TASK DESCRIPTION. Say only how many lines in the entries below contain the word "RelativePositionEmbedding".

DATA SHOWN.
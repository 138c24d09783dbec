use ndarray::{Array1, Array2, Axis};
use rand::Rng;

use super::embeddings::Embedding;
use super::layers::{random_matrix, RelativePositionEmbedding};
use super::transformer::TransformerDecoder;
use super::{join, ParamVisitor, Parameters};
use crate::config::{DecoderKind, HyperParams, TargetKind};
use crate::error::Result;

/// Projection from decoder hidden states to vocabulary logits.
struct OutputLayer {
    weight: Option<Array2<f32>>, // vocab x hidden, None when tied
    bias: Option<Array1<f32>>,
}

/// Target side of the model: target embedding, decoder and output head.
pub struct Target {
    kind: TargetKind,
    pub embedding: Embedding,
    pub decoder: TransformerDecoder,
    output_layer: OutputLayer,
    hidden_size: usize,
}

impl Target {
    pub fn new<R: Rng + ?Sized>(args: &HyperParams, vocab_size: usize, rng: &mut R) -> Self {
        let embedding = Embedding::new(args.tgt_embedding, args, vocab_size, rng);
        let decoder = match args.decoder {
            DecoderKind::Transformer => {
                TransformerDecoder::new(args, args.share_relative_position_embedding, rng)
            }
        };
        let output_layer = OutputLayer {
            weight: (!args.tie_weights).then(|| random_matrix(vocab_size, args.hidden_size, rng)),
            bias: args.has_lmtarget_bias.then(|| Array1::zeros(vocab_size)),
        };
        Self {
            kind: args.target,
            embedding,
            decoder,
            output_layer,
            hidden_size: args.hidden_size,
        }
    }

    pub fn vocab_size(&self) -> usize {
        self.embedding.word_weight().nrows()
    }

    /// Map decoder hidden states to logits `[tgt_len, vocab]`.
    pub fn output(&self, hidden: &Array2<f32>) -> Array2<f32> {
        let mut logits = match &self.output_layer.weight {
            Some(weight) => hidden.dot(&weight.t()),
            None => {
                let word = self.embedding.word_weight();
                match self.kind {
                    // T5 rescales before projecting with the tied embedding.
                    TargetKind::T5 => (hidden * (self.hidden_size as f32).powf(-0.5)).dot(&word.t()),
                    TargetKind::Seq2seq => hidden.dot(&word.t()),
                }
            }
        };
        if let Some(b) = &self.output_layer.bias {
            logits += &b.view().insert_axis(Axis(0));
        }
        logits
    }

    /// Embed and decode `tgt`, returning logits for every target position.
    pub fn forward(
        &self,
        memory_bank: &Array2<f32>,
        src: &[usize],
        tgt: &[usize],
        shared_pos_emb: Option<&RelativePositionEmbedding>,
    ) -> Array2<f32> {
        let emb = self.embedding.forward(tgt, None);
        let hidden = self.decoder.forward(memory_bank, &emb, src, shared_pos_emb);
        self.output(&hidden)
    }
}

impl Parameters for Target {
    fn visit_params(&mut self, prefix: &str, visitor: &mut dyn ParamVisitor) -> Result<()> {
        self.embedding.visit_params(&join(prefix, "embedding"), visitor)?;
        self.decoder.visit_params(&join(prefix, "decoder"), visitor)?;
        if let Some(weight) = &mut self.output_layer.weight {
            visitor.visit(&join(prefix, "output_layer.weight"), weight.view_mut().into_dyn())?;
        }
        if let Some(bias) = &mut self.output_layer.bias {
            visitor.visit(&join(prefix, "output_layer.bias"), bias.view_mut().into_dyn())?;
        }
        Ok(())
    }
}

YOUR RESPONSE. 2